Genentech racks up savings with data-driven cage cleaning

The headline-grabbing initiatives to cut R&D waste tend to focus on the big flaws in clinical trials, yet all companies face smaller, lower-profile inefficiencies too. Genentech noticed one such issue with the cleaning of its animal cages, and after an IT investment the company is saving $410,000 a year.

Researchers at Genentech's animal lab began working on the problem after noting that some of the animal cages were being cleaned unnecessarily. The old approach cleaned a whole rack of 160 cages every two weeks. However, some of the enclosures contained fewer mice, or had been moved from one rack to another, so were in a better condition than adjacent cages. A preliminary analysis found more than 6,000 cages were being changed unnecessarily every week. Each of these small actions used up time and money, but to eliminate the inefficiency Genentech needed a system to track which enclosures were dirty or running low on food.

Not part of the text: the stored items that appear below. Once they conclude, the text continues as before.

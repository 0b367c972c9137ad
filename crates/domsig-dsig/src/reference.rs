#![forbid(unsafe_code)]

//! `<Reference>`: dereference, transform, digest and compare.

use crate::secure::SecurePolicy;
use base64::Engine;
use domsig_core::{ns, Error};
use domsig_crypto::{constant_time_eq, DigestMethod, DigestSink};
use domsig_transforms::{chain, uri, DataKind, Transform, TransformData, TransformEnv};
use domsig_xml::document::{element_children, find_child_element, text_content};
use domsig_xml::writer::qualify;
use domsig_xml::XmlWriter;
use roxmltree::Node;

const ENGINE: base64::engine::GeneralPurpose = base64::engine::general_purpose::STANDARD;

/// What the digest of a reference was computed over, kept when
/// reference caching is on.
#[derive(Debug, Clone)]
pub struct RetainedData {
    /// The dereferenced (or applied) data before any transform ran.
    pub data: TransformData,
    /// The exact bytes fed to the digest.
    pub digest_input: Vec<u8>,
}

#[derive(Debug, Clone)]
pub struct Reference {
    pub uri: Option<String>,
    pub ref_type: Option<String>,
    pub id: Option<String>,
    pub digest_method: DigestMethod,
    pub transforms: Vec<Transform>,
    digest_value: Option<Vec<u8>>,
    calculated_digest: Option<Vec<u8>>,
    digested: bool,
    validation: Option<bool>,
    /// Pre-computed input and the number of transforms already applied to it.
    applied: Option<(TransformData, usize)>,
    retained: Option<RetainedData>,
}

impl Reference {
    pub fn new(uri: impl Into<String>, digest_method: DigestMethod) -> Self {
        Self {
            uri: Some(uri.into()),
            ..Self::without_uri(digest_method)
        }
    }

    /// A reference with no `URI` attribute. It needs applied data to be
    /// digested.
    pub fn without_uri(digest_method: DigestMethod) -> Self {
        Self {
            uri: None,
            ref_type: None,
            id: None,
            digest_method,
            transforms: Vec::new(),
            digest_value: None,
            calculated_digest: None,
            digested: false,
            validation: None,
            applied: None,
            retained: None,
        }
    }

    pub fn with_id(mut self, id: impl Into<String>) -> Self {
        self.id = Some(id.into());
        self
    }

    pub fn with_type(mut self, ref_type: impl Into<String>) -> Self {
        self.ref_type = Some(ref_type.into());
        self
    }

    pub fn with_transform(mut self, transform: Transform) -> Self {
        self.transforms.push(transform);
        self
    }

    /// Digest `data` instead of dereferencing the URI, skipping the first
    /// `applied` transforms which were already run over it.
    pub fn with_applied_data(mut self, data: TransformData, applied: usize) -> Self {
        self.applied = Some((data, applied.min(self.transforms.len())));
        self
    }

    /// The `DigestValue`: unmarshalled, or computed by [`Reference::digest`].
    pub fn digest_value(&self) -> Option<&[u8]> {
        self.digest_value.as_deref()
    }

    /// The digest computed during validation.
    pub fn calculated_digest_value(&self) -> Option<&[u8]> {
        self.calculated_digest.as_deref()
    }

    pub fn is_digested(&self) -> bool {
        self.digested
    }

    /// `None` until [`Reference::validate`] has run.
    pub fn validation_status(&self) -> Option<bool> {
        self.validation
    }

    /// The data the digest started from, when reference caching is on.
    pub fn dereferenced_data(&self) -> Option<&TransformData> {
        self.retained.as_ref().map(|r| &r.data)
    }

    /// The exact digest input, when reference caching is on.
    pub fn digest_input(&self) -> Option<&[u8]> {
        self.retained.as_ref().map(|r| r.digest_input.as_slice())
    }

    pub fn has_xpath_transform(&self) -> bool {
        self.transforms.iter().any(Transform::is_xpath)
    }

    /// Whether the chain ends in XML, worked out without running it.
    ///
    /// Same-document URIs count as XML and external ones as octets.
    pub fn output_kind(&self) -> DataKind {
        let (input, start) = match &self.applied {
            Some((data, applied)) => (data.kind(), *applied),
            None => {
                let same_doc = self
                    .uri
                    .as_deref()
                    .map(|u| u.is_empty() || u.starts_with('#'))
                    .unwrap_or(false);
                let kind = if same_doc { DataKind::Xml } else { DataKind::Octets };
                (kind, 0)
            }
        };
        chain::output_kind(&self.transforms[start..], input)
    }

    fn describe(&self) -> String {
        match (&self.id, &self.uri) {
            (Some(id), _) => format!("reference {id}"),
            (None, Some(uri)) => format!("reference URI={uri:?}"),
            (None, None) => "reference without URI".to_owned(),
        }
    }

    // ── Digesting ────────────────────────────────────────────────────

    /// Compute and store the DigestValue. A second call does nothing.
    pub fn digest(&mut self, env: &TransformEnv<'_>, retain: bool) -> Result<(), Error> {
        if self.digested {
            return Ok(());
        }
        let (value, retained) = self
            .compute(env, retain)
            .map_err(|e| Error::wrap_signature(format!("digest of {}", self.describe()), e))?;
        tracing::debug!(reference = %self.describe(), "reference digested");
        self.digest_value = Some(value);
        self.retained = retained;
        self.digested = true;
        Ok(())
    }

    /// Recompute the digest and compare it with the DigestValue.
    ///
    /// The outcome is cached: later calls return it without recomputing.
    pub fn validate(&mut self, env: &TransformEnv<'_>, retain: bool) -> Result<bool, Error> {
        if let Some(status) = self.validation {
            return Ok(status);
        }
        let expected = self
            .digest_value
            .clone()
            .ok_or_else(|| Error::signature(format!("{} has no DigestValue", self.describe())))?;
        let (value, retained) = self
            .compute(env, retain)
            .map_err(|e| Error::wrap_signature(format!("digest of {}", self.describe()), e))?;
        let ok = constant_time_eq(&value, &expected);
        if ok {
            tracing::debug!(reference = %self.describe(), "reference digest matches");
        } else {
            tracing::warn!(reference = %self.describe(), "reference digest mismatch");
        }
        self.calculated_digest = Some(value);
        self.retained = retained;
        self.validation = Some(ok);
        Ok(ok)
    }

    fn compute(
        &self,
        env: &TransformEnv<'_>,
        retain: bool,
    ) -> Result<(Vec<u8>, Option<RetainedData>), Error> {
        let (input, start) = match &self.applied {
            Some((data, applied)) => (data.clone(), *applied),
            None => {
                let uri = self.uri.as_deref().ok_or_else(|| {
                    Error::signature("reference has no URI and no applied data")
                })?;
                (uri::dereference(uri, env)?, 0)
            }
        };
        let kept = retain.then(|| input.clone());
        let mut sink = if retain {
            DigestSink::capturing(self.digest_method)
        } else {
            DigestSink::new(self.digest_method)
        };
        chain::apply_into(&self.transforms, input, env, start, &mut sink)?;
        tracing::debug!(
            digest = self.digest_method.native_name(),
            bytes = sink.bytes_written(),
            "digest input complete"
        );
        let (value, captured) = sink.finish();
        let retained = kept
            .zip(captured)
            .map(|(data, digest_input)| RetainedData { data, digest_input });
        Ok((value, retained))
    }

    // ── XML ──────────────────────────────────────────────────────────

    pub fn from_node(node: Node<'_, '_>, policy: Option<&SecurePolicy>) -> Result<Self, Error> {
        let uri = node.attribute(ns::attr::URI).map(str::to_owned);
        let transforms: Vec<Transform> =
            match find_child_element(node, ns::DSIG, ns::node::TRANSFORMS) {
                Some(list) => element_children(list)
                    .map(Transform::from_node)
                    .collect::<Result<_, _>>()?,
                None => Vec::new(),
            };

        let method_node = find_child_element(node, ns::DSIG, ns::node::DIGEST_METHOD)
            .ok_or_else(|| Error::MissingElement("DigestMethod".into()))?;
        let method_uri = method_node
            .attribute(ns::attr::ALGORITHM)
            .ok_or_else(|| Error::MissingAttribute("Algorithm on DigestMethod".into()))?;
        let digest_method = DigestMethod::from_uri(method_uri)?;

        let value_node = find_child_element(node, ns::DSIG, ns::node::DIGEST_VALUE)
            .ok_or_else(|| Error::MissingElement("DigestValue".into()))?;
        let clean: String = text_content(value_node)
            .chars()
            .filter(|c| !c.is_whitespace())
            .collect();
        let digest_value = ENGINE
            .decode(clean)
            .map_err(|e| Error::Base64(format!("DigestValue: {e}")))?;

        if let Some(policy) = policy {
            policy.check_transform_count(transforms.len())?;
            policy.check_algorithm(method_uri)?;
            for transform in &transforms {
                policy.check_algorithm(transform.algorithm())?;
            }
            if let Some(uri) = &uri {
                policy.check_uri(uri)?;
            }
        }

        Ok(Self {
            uri,
            ref_type: node.attribute(ns::attr::TYPE).map(str::to_owned),
            id: node.attribute(ns::attr::ID).map(str::to_owned),
            digest_method,
            transforms,
            digest_value: Some(digest_value),
            ..Self::without_uri(digest_method)
        })
    }

    pub fn marshal(&self, w: &mut XmlWriter, prefix: &str) -> Result<(), Error> {
        let qname = qualify(prefix, ns::node::REFERENCE);
        let mut attrs = Vec::new();
        if let Some(id) = &self.id {
            attrs.push((ns::attr::ID, id.as_str()));
        }
        if let Some(uri) = &self.uri {
            attrs.push((ns::attr::URI, uri.as_str()));
        }
        if let Some(t) = &self.ref_type {
            attrs.push((ns::attr::TYPE, t.as_str()));
        }
        w.start_element(&qname, &attrs)?;
        if !self.transforms.is_empty() {
            let list = qualify(prefix, ns::node::TRANSFORMS);
            w.start_element(&list, &[])?;
            for transform in &self.transforms {
                transform.marshal(w, prefix)?;
            }
            w.end_element(&list)?;
        }
        w.empty_element(
            &qualify(prefix, ns::node::DIGEST_METHOD),
            &[(ns::attr::ALGORITHM, self.digest_method.uri())],
        )?;
        let value = self
            .digest_value
            .as_deref()
            .map(|v| ENGINE.encode(v))
            .unwrap_or_default();
        w.text_element(&qualify(prefix, ns::node::DIGEST_VALUE), &[], &value)?;
        w.end_element(&qname)
    }
}
// ── Key material ─────────────────────────────────────────────────────

/// Key material for signature operations.
#[derive(Clone)]
pub enum SigningKey {
    Rsa(rsa::RsaPrivateKey),
    RsaPublic(rsa::RsaPublicKey),
    Dsa(dsa::SigningKey),
    DsaPublic(dsa::VerifyingKey),
    EcP256(p256::ecdsa::SigningKey),
    EcP256Public(p256::ecdsa::VerifyingKey),
    EcP384(p384::ecdsa::SigningKey),
    EcP384Public(p384::ecdsa::VerifyingKey),
    Hmac(Vec<u8>),
}

impl SigningKey {
    pub fn family(&self) -> KeyFamily {
        match self {
            Self::Rsa(_) | Self::RsaPublic(_) => KeyFamily::Rsa,
            Self::Dsa(_) | Self::DsaPublic(_) => KeyFamily::Dsa,
            Self::EcP256(_) | Self::EcP256Public(_) | Self::EcP384(_) | Self::EcP384Public(_) => {
                KeyFamily::Ecdsa
            }
            Self::Hmac(_) => KeyFamily::Hmac,
        }
    }

    /// True when the key can produce signatures.
    pub fn is_private(&self) -> bool {
        matches!(
            self,
            Self::Rsa(_) | Self::Dsa(_) | Self::EcP256(_) | Self::EcP384(_) | Self::Hmac(_)
        )
    }

    /// Key size in bits: the modulus for RSA, `p` for DSA, the field for EC
    /// and the raw key length for HMAC.
    pub fn key_size_bits(&self) -> usize {
        use rsa::traits::PublicKeyParts;
        match self {
            Self::Rsa(k) => k.size() * 8,
            Self::RsaPublic(k) => k.size() * 8,
            Self::Dsa(k) => k.verifying_key().components().p().bits(),
            Self::DsaPublic(k) => k.components().p().bits(),
            Self::EcP256(_) | Self::EcP256Public(_) => 256,
            Self::EcP384(_) | Self::EcP384Public(_) => 384,
            Self::Hmac(k) => k.len() * 8,
        }
    }

    /// The public half of an asymmetric key; HMAC keys are returned as is.
    pub fn to_public(&self) -> SigningKey {
        match self {
            Self::Rsa(k) => Self::RsaPublic(k.to_public_key()),
            Self::Dsa(k) => Self::DsaPublic(k.verifying_key().clone()),
            Self::EcP256(k) => Self::EcP256Public(k.verifying_key().clone()),
            Self::EcP384(k) => Self::EcP384Public(k.verifying_key().clone()),
            other => other.clone(),
        }
    }
}

impl std::fmt::Debug for SigningKey {
    fn fmt(&self, f: &mut std::fmt::Formatter<'_>) -> std::fmt::Result {
        f.debug_struct("SigningKey")
            .field("family", &self.family())
            .field("bits", &self.key_size_bits())
            .field("private", &self.is_private())
            .finish()
    }
}

/// Trait for signature algorithms.
pub trait SignatureAlgorithm: Send {
    fn method(&self) -> SignatureMethod;
    fn sign(&self, key: &SigningKey, data: &[u8]) -> Result<Vec<u8>, Error>;
    /// `Ok(false)` when the signature does not match; errors are reserved
    /// for unusable keys and malformed inputs.
    fn verify(&self, key: &SigningKey, data: &[u8], signature: &[u8]) -> Result<bool, Error>;
}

Genentech principal programmer analyst Erik Bierwagen was tasked with streamlining the cage change procedure. The system developed by Bierwagen's team--Directed Cage Change (DCC)--tracks the status of individual cages, based on their occupancy and when they were last cleaned. Now Genentech knows which cages contain a single mouse--and therefore only need changing once every four weeks--and which are breeding enclosures housing 10-day-old pups.

DCC makes use of mobile devices already carried by veterinarians at the lab. When a researcher views a rack of cages on their tablet, the enclosures that need cleaning are highlighted. Having this information readily available has cut the number of weekly cage changes by 40%. This translates into annual savings of $411,000 a year. DCC required a $40,000 investment. "I was not surprised that there was a positive return on investment, but was very happily surprised at the magnitude," Bierwagen told Bio-IT World. The cage changing procedure won Genentech the Judges' Prize at the recent 2013 Bio-IT World Best Practices Awards.